Demand gen program at Walker Sands:

For Walker Sands, a truly effective demand gen strategy isn’t about checking steps on a list. It’s about what contributes to real growth- what is the outcome of your campaign? Where are the audience positioned across your overall strategy?

It all boils down to leading with intent and purpose in a way that automatically centers the buyers, not the organization. This way, the digital marketing agency builds its demand gen campaign on your requirements and goals.

You carry the conversation, and they act as consultants. This approach not only builds awareness for your brand or generates leads, but also positions you as a category leader.

Their expertise?

Walker Sands urges you to think bigger and look at the whole picture. Their demand gen strategy doesn’t float upon marketing channel KPIs. But facilitate marketing programs that tie to your brand needs, whether it’s positioning, growth, reputation building, or engagement.

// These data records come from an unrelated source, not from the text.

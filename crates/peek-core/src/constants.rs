//! Constantes del normalizador de identificadores.

/// Separador canónico entre segmentos de un identificador.
pub const CANONICAL_SEPARATOR: char = '.';

/// Separador de estilo directorio aceptado en la entrada.
pub const PATH_SEPARATOR: char = '/';

/// Sufijo de archivo de tipo que se elimina al final del identificador.
pub const TYPE_FILE_SUFFIX: &str = ".class";
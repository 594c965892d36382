//! Configuración ambiental del binario.
//! Carga `.env` una sola vez y expone los parámetros que no son flags:
//! nombre del programa en la ayuda y catálogo de tipos.

use std::env;
use std::path::PathBuf;

use dotenvy::dotenv;
use once_cell::sync::Lazy;

use crate::catalog::{Catalog, CatalogError};

pub const DEFAULT_PROGRAM: &str = "peekflow";

// Carga perezosa del archivo .env una sola vez.
static DOTENV_LOADED: Lazy<()> = Lazy::new(|| {
    let _ = dotenv(); // ignora error si no existe .env
});

#[derive(Debug, Clone, PartialEq, Eq)]
pub struct AppConfig {
    /// Nombre mostrado en el uso y los ejemplos de la ayuda.
    pub program: String,
    /// Catálogo JSON alternativo; `None` usa el embebido.
    pub catalog: Option<PathBuf>,
}

impl AppConfig {
    pub fn from_env() -> Self {
        Lazy::force(&DOTENV_LOADED);
        Self::from_lookup(|key| env::var(key).ok())
    }

    /// Construye la configuración a partir de una función de búsqueda de
    /// variables (permite probar sin tocar el entorno del proceso).
    pub fn from_lookup<F>(lookup: F) -> Self
        where F: Fn(&str) -> Option<String>
    {
        let program = lookup("PEEKFLOW_PROGRAM").filter(|p| !p.trim().is_empty())
                                                .unwrap_or_else(|| DEFAULT_PROGRAM.to_string());
        let catalog = lookup("PEEKFLOW_CATALOG").filter(|p| !p.trim().is_empty())
                                                .map(PathBuf::from);
        Self { program, catalog }
    }

    pub fn catalog(&self) -> Result<Catalog, CatalogError> {
        match &self.catalog {
            Some(path) => Catalog::load(path),
            None => Catalog::builtin(),
        }
    }
}
//! Lista estándar de probes sobre `TypeDescriptor`.

use std::sync::Arc;

use peekflow::Probe;

use crate::catalog::{TypeDescriptor, TypeKind};

pub type TypeProbe = Probe<Arc<TypeDescriptor>>;

fn list(values: &[String]) -> Option<Vec<Option<String>>> {
    Some(values.iter().cloned().map(Some).collect())
}

/// Modificadores seguidos del tipo de declaración (`pub, must_use, enum`).
pub fn modifiers(descriptor: &TypeDescriptor) -> String {
    let mut parts: Vec<&str> = descriptor.modifiers.iter().map(String::as_str).collect();
    parts.push(descriptor.kind.as_str());
    parts.join(", ")
}

/// Probes en el orden en que se imprimen.
pub fn standard() -> Vec<TypeProbe> {
    vec![Probe::single("################################\n\n\tType Modifiers:",
                       |d: &Arc<TypeDescriptor>| Some(modifiers(d))),
         Probe::single("Simple Name:", |d: &Arc<TypeDescriptor>| Some(d.simple_name().to_string())),
         Probe::single("Canonical Name:", |d: &Arc<TypeDescriptor>| Some(d.name.clone())),
         Probe::single("Module:", |d: &Arc<TypeDescriptor>| d.module().map(str::to_string)),
         Probe::new("Generic Parameters:", |d: &Arc<TypeDescriptor>| Ok(list(&d.generics))),
         Probe::new("Traits:", |d: &Arc<TypeDescriptor>| Ok(list(&d.traits))),
         Probe::new("Fields:", |d: &Arc<TypeDescriptor>| Ok(list(&d.fields))),
         Probe::new("Methods:", |d: &Arc<TypeDescriptor>| Ok(list(&d.methods))),
         Probe::new("Variants:", |d: &Arc<TypeDescriptor>| {
             Ok(match d.kind {
                 TypeKind::Enum => d.variants.as_deref().and_then(list),
                 _ => None,
             })
         })]
}
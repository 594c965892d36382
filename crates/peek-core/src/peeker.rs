//! `Peeker`: resuelve un identificador y le aplica la lista de probes.

use std::iter;

use log::debug;

use crate::errors::PeekError;
use crate::normalize::normalize;
use crate::primitive::Primitive;
use crate::probe::Probe;
use crate::resolver::Resolver;
use crate::result::PeekResult;

/// Inspector sin estado por llamada.
///
/// Los errores de resolución y de probes se capturan aquí y nunca se
/// propagan más allá de `peek`. Un extractor debe informar sus fallos con
/// `Err`: un pánico dentro de un probe no se contiene y, en modo
/// concurrente, aborta toda la ejecución.
pub struct Peeker<R: Resolver> {
    resolver: R,
    probes: Vec<Probe<R::Entity>>,
}

impl<R: Resolver> Peeker<R> {
    pub fn new(resolver: R, probes: Vec<Probe<R::Entity>>) -> Self {
        Self { resolver, probes }
    }

    pub fn probes(&self) -> &[Probe<R::Entity>] {
        &self.probes
    }

    pub fn resolver(&self) -> &R {
        &self.resolver
    }

    /// Inspecciona `identifier`.
    ///
    /// - `None`: un único `PeekResult::Exhausted`.
    /// - En blanco, o vacío tras normalizar: un único `Failure` de
    ///   identificador vacío; el resolver no se consulta.
    /// - No resoluble: un único `Failure`, sin ejecutar ningún probe.
    /// - Resuelto: un resultado por probe, en orden; los probes se ejecutan a
    ///   medida que se consume el iterador.
    pub fn peek<'a>(&'a self, identifier: Option<&str>) -> Box<dyn Iterator<Item = PeekResult> + Send + 'a> {
        let raw = match identifier {
            None => return Box::new(iter::once(PeekResult::Exhausted)),
            Some(raw) => raw,
        };
        if raw.trim().is_empty() {
            return Box::new(iter::once(PeekResult::Failure { identifier: raw.to_string(),
                                                             error: PeekError::EmptyIdentifier(raw.to_string()) }));
        }

        let name = normalize(raw);
        if name.is_empty() {
            return Box::new(iter::once(PeekResult::Failure { identifier: name,
                                                             error: PeekError::EmptyIdentifier(raw.to_string()) }));
        }
        let entity = match Primitive::from_name(&name) {
            Some(primitive) => self.resolver.primitive(primitive),
            None => match self.resolver.resolve(&name) {
                Ok(entity) => entity,
                Err(e) => {
                    debug!("peek: unresolved identifier={name}: {e}");
                    return Box::new(iter::once(PeekResult::Failure { identifier: name,
                                                                     error: PeekError::Unresolved(e) }));
                }
            },
        };

        Box::new(self.probes.iter().map(move |probe| apply(&name, probe, &entity)))
    }
}

fn apply<E>(identifier: &str, probe: &Probe<E>, entity: &E) -> PeekResult {
    match probe.extract(entity) {
        Ok(values) => PeekResult::Success { identifier: identifier.to_string(),
                                            description: probe.description().to_string(),
                                            values },
        Err(source) => PeekResult::Failure { identifier: identifier.to_string(),
                                             error: PeekError::Probe { description: probe.description().to_string(),
                                                                       source } },
    }
}

#[cfg(test)]
mod tests {
    use super::*;
    use crate::errors::ResolveError;

    struct Names;

    impl Resolver for Names {
        type Entity = String;

        fn resolve(&self, name: &str) -> Result<String, ResolveError> {
            if name.starts_with("missing") {
                Err(ResolveError::NotFound(name.to_string()))
            } else {
                Ok(name.to_string())
            }
        }

        fn primitive(&self, primitive: Primitive) -> String {
            format!("<{primitive}>")
        }
    }

    fn probes() -> Vec<Probe<String>> {
        vec![Probe::single("Name:", |s: &String| Some(s.clone())),
             Probe::new("Empty slot:", |_: &String| Ok(Some(vec![None]))),
             Probe::new("No values:", |_: &String| Ok(None)),
             Probe::new("Broken:", |_: &String| Err("Oops!".into()))]
    }

    #[test]
    fn absent_identifier_yields_exhausted() {
        let peeker = Peeker::new(Names, probes());
        let out: Vec<_> = peeker.peek(None).collect();
        assert_eq!(out.len(), 1);
        assert!(out[0].is_exhausted());
    }

    #[test]
    fn blank_identifier_yields_one_failure() {
        let peeker = Peeker::new(Names, probes());
        for raw in ["", "   ", "\t"] {
            let out: Vec<_> = peeker.peek(Some(raw)).collect();
            assert_eq!(out.len(), 1);
            match &out[0] {
                PeekResult::Failure { error, .. } => assert!(error.to_string().starts_with("Empty identifier:")),
                other => panic!("unexpected {other:?}"),
            }
        }
    }

    #[test]
    fn identifier_empty_after_normalizing_never_reaches_resolver() {
        struct Refusing;

        impl Resolver for Refusing {
            type Entity = String;

            fn resolve(&self, name: &str) -> Result<String, ResolveError> {
                panic!("resolve called with {name:?}");
            }

            fn primitive(&self, primitive: Primitive) -> String {
                primitive.name().to_string()
            }
        }

        let peeker = Peeker::new(Refusing, probes());
        for raw in ["./", "/", "...", "./.class"] {
            let out: Vec<_> = peeker.peek(Some(raw)).collect();
            assert_eq!(out.len(), 1);
            match &out[0] {
                PeekResult::Failure { identifier, error: PeekError::EmptyIdentifier(original) } => {
                    assert_eq!(identifier, "");
                    assert_eq!(original, raw);
                }
                other => panic!("unexpected {other:?}"),
            }
            assert_eq!(out[0].to_string(), format!("Empty identifier: '{raw}'"));
        }
    }

    #[test]
    fn one_result_per_probe_in_order() {
        let peeker = Peeker::new(Names, probes());
        let out: Vec<_> = peeker.peek(Some("org/example/Foo.class")).collect();
        assert_eq!(out.len(), 4);
        match &out[0] {
            PeekResult::Success { identifier, description, values } => {
                assert_eq!(identifier, "org.example.Foo");
                assert_eq!(description, "Name:");
                assert_eq!(values, &Some(vec![Some("org.example.Foo".to_string())]));
            }
            other => panic!("unexpected {other:?}"),
        }
        assert!(matches!(&out[1], PeekResult::Success { values: Some(v), .. } if v == &vec![None]));
        assert!(matches!(&out[2], PeekResult::Success { values: None, .. }));
        match &out[3] {
            PeekResult::Failure { identifier, error } => {
                assert_eq!(identifier, "org.example.Foo");
                assert_eq!(error.render(), "Oops!");
            }
            other => panic!("unexpected {other:?}"),
        }
    }

    #[test]
    #[should_panic(expected = "extractor panicked")]
    fn panicking_extractor_is_not_contained() {
        let peeker = Peeker::new(Names, vec![Probe::new("Panics:", |_: &String| panic!("extractor panicked"))]);
        let _ = peeker.peek(Some("foo.Bar")).count();
    }

    #[test]
    fn unresolved_identifier_short_circuits_probes() {
        let peeker = Peeker::new(Names, probes());
        let out: Vec<_> = peeker.peek(Some("missing/Thing")).collect();
        assert_eq!(out.len(), 1);
        assert!(out[0].is_failure());
        assert_eq!(out[0].identifier(), Some("missing.Thing"));
        assert_eq!(out[0].to_string(), "entity not found: missing.Thing");
    }

    #[test]
    fn primitive_alias_bypasses_resolver() {
        let peeker = Peeker::new(Names, vec![Probe::single("Name:", |s: &String| Some(s.clone()))]);
        let out: Vec<_> = peeker.peek(Some("byte")).collect();
        assert_eq!(out[0].to_string(), "\n\tName:\n<byte>");
    }
}
//! Errores de destinos de salida.

use std::io;
use std::path::PathBuf;

use thiserror::Error;

#[derive(Debug, Error)]
pub enum SinkError {
    #[error("destination exists: {}", .0.display())]
    AlreadyExists(PathBuf),
    #[error("not a directory: {}", .0.display())]
    NotADirectory(PathBuf),
    #[error("sink manager already closed")]
    Closed,
    #[error("I/O error on {}: {source}", path.display())]
    Io {
        path: PathBuf,
        #[source]
        source: io::Error,
    },
}

impl SinkError {
    /// Clasifica un error de apertura: `AlreadyExists` se reporta aparte.
    pub(crate) fn on_open(path: PathBuf, source: io::Error) -> Self {
        match source.kind() {
            io::ErrorKind::AlreadyExists => Self::AlreadyExists(path),
            _ => Self::Io { path, source },
        }
    }
}
//! peek-core: resolución de identificadores y ejecución de probes.
//!
//! Este crate contiene las piezas puras del pipeline de inspección:
//! - `normalize`: canonicaliza el texto de un identificador.
//! - `Resolver`: punto de inyección que convierte un identificador en entidad.
//! - `Probe`: operación de extracción de sólo lectura con su descripción.
//! - `Peeker`: aplica la lista de probes y produce un `PeekResult` por probe.
//!
//! Ningún tipo de este crate realiza I/O por sí mismo.

pub mod constants;
pub mod errors;
pub mod normalize;
pub mod peeker;
pub mod primitive;
pub mod probe;
pub mod resolver;
pub mod result;

pub use errors::{PeekError, ProbeError, ResolveError};
pub use normalize::normalize;
pub use peeker::Peeker;
pub use primitive::Primitive;
pub use probe::{Extraction, Probe};
pub use resolver::Resolver;
pub use result::PeekResult;
use std::collections::VecDeque;
use std::io;
use std::sync::{Arc, Mutex};

use peekflow::{Console, Primitive, Probe, ResolveError, Resolver};

/// Resolver que registra cada llamada y falla para los nombres indicados.
#[derive(Clone, Default)]
pub struct Recording {
    pub failing: Vec<&'static str>,
    pub calls: Arc<Mutex<Vec<String>>>,
}

impl Recording {
    pub fn failing(names: &[&'static str]) -> Self {
        Self { failing: names.to_vec(),
               ..Self::default() }
    }

    pub fn resolved(&self) -> Vec<String> {
        let mut calls = self.calls.lock().unwrap().clone();
        calls.sort();
        calls
    }
}

impl Resolver for Recording {
    type Entity = String;

    fn resolve(&self, name: &str) -> Result<String, ResolveError> {
        self.calls.lock().unwrap().push(name.to_string());
        if self.failing.contains(&name) {
            Err(ResolveError::NotFound(name.to_string()))
        } else {
            Ok(name.to_string())
        }
    }

    fn primitive(&self, primitive: Primitive) -> String {
        primitive.name().to_string()
    }
}

pub fn simple_name() -> Vec<Probe<String>> {
    vec![Probe::single("Simple Name:", |s: &String| s.rsplit('.').next().map(str::to_string))]
}

pub fn failing_then_simple_name() -> Vec<Probe<String>> {
    let mut probes = vec![Probe::new("Broken:", |_: &String| Err("Oops!".into()))];
    probes.extend(simple_name());
    probes
}

/// Consola con líneas predefinidas.
pub struct Scripted {
    pub interactive: bool,
    pub lines: VecDeque<String>,
}

impl Scripted {
    pub fn new(interactive: bool, lines: &[&str]) -> Self {
        Self { interactive,
               lines: lines.iter().map(|l| l.to_string()).collect() }
    }
}

impl Console for Scripted {
    fn is_interactive(&self) -> bool {
        self.interactive
    }

    fn greet(&mut self) -> io::Result<()> {
        Ok(())
    }

    fn read_line(&mut self) -> io::Result<Option<String>> {
        Ok(self.lines.pop_front())
    }
}
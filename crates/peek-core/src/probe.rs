//! Probes: operaciones de extracción de sólo lectura.

use std::fmt;
use std::sync::Arc;

use crate::errors::ProbeError;

/// Valores devueltos por una extracción.
///
/// `None` externo: el probe no devolvió secuencia. `None` interno: una
/// posición concreta de la secuencia está vacía. Ninguno de los dos se
/// confunde con el fin de la entrada, que es `PeekResult::Exhausted`.
pub type Extraction = Option<Vec<Option<String>>>;

type Extractor<E> = dyn Fn(&E) -> Result<Extraction, ProbeError> + Send + Sync;

/// Par inmutable (descripción, operación de extracción).
pub struct Probe<E> {
    description: String,
    extractor: Arc<Extractor<E>>,
}

impl<E> Probe<E> {
    pub fn new<F>(description: impl Into<String>, extractor: F) -> Self
        where F: Fn(&E) -> Result<Extraction, ProbeError> + Send + Sync + 'static
    {
        Self { description: description.into(),
               extractor: Arc::new(extractor) }
    }

    /// Atajo para probes que devuelven un único valor opcional.
    pub fn single<F>(description: impl Into<String>, extractor: F) -> Self
        where F: Fn(&E) -> Option<String> + Send + Sync + 'static
    {
        Self::new(description, move |entity| Ok(Some(vec![extractor(entity)])))
    }

    pub fn description(&self) -> &str {
        &self.description
    }

    pub fn extract(&self, entity: &E) -> Result<Extraction, ProbeError> {
        (self.extractor)(entity)
    }
}

impl<E> Clone for Probe<E> {
    fn clone(&self) -> Self {
        Self { description: self.description.clone(),
               extractor: Arc::clone(&self.extractor) }
    }
}

impl<E> fmt::Debug for Probe<E> {
    fn fmt(&self, f: &mut fmt::Formatter<'_>) -> fmt::Result {
        f.debug_struct("Probe").field("description", &self.description).finish_non_exhaustive()
    }
}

They empower your brand to achieve the most critical goals and inculcate a full-funnel integrated marketing approach. One that is audience-obsessed and revenue-focused.

Services: Digital marketing, GTM, PR, Social media, Graphic and brand design, Copywriting, Campaign development, Content creation, and Digital marketing services.

5. Directive Consulting

With marketing expertise across 200+ SaaS and tech organizations, Directive Consulting is recognized as a prominent name in B2B demand generation and performance marketing services. It operates on a single philosophy: campaigns aren’t merely optimized, they’re designed to convert accounts and close deals.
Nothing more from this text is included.